# [Assignment]
Copy out each line featuring the string "rows" from the entries beneath.

Dataset records: Begin

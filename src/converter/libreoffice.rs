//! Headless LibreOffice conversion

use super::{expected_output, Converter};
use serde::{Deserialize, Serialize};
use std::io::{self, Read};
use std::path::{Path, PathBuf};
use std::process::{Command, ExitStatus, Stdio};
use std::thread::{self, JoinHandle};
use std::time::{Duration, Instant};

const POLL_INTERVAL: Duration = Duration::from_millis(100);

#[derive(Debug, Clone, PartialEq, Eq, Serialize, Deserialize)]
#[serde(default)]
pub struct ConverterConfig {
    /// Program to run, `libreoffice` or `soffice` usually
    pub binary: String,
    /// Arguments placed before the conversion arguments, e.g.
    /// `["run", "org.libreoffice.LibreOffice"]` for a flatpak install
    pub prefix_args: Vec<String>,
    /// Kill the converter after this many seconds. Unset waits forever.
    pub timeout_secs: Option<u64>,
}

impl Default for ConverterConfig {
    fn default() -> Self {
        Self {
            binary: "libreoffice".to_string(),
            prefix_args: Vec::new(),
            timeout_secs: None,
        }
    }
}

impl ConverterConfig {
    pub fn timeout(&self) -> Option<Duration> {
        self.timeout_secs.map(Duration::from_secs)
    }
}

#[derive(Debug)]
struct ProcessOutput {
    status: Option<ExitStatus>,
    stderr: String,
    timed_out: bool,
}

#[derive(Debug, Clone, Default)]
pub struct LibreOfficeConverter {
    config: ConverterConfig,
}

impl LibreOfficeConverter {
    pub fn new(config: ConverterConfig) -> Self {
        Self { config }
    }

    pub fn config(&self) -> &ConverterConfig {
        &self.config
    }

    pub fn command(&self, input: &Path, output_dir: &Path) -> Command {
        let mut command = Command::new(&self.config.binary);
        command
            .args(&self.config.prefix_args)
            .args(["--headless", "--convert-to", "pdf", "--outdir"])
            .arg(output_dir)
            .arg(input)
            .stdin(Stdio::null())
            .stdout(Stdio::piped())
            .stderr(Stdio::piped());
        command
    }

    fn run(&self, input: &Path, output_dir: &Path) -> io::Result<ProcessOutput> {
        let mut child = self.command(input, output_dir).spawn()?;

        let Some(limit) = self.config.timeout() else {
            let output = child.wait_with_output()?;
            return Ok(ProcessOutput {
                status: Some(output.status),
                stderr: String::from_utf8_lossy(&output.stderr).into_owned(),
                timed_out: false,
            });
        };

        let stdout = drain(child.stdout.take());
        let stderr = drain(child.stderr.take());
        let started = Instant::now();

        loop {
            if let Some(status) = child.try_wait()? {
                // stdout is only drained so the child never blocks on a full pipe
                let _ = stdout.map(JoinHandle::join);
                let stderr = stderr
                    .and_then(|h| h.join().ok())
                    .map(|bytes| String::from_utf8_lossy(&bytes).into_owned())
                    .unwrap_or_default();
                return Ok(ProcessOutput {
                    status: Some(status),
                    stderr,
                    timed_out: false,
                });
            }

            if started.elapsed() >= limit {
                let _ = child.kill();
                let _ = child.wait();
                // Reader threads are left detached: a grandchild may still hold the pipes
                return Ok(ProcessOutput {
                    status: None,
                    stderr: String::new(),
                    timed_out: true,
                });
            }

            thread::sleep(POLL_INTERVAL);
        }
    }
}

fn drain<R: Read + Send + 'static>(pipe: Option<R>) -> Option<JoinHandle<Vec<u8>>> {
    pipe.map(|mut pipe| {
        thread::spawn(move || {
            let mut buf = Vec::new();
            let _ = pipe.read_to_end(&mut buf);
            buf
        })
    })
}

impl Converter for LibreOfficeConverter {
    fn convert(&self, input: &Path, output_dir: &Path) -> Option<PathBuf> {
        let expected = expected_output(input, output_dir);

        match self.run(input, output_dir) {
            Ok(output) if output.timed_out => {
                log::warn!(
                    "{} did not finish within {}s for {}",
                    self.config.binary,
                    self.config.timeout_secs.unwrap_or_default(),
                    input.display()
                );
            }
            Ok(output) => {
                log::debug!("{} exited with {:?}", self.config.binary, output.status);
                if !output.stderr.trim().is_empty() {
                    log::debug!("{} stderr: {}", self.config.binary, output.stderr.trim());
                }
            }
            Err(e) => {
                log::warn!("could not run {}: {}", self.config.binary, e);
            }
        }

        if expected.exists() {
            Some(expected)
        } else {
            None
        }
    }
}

Dataset records: End
Dataset records: Begin

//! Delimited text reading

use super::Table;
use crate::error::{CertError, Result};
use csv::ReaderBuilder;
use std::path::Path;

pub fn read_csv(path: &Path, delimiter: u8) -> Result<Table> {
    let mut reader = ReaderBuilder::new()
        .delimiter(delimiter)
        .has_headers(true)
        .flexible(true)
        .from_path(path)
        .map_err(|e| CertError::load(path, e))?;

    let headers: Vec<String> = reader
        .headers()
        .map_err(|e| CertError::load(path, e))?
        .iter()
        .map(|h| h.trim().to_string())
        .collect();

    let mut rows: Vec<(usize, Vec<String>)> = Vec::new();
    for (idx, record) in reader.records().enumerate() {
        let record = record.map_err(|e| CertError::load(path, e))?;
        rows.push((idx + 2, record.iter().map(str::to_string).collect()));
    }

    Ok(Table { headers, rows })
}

Dataset records: End

# [Answer to the exercise]
    let mut rows: Vec<(usize, Vec<String>)> = Vec::new();
        rows.push((idx + 2, record.iter().map(str::to_string).collect()));
    Ok(Table { headers, rows })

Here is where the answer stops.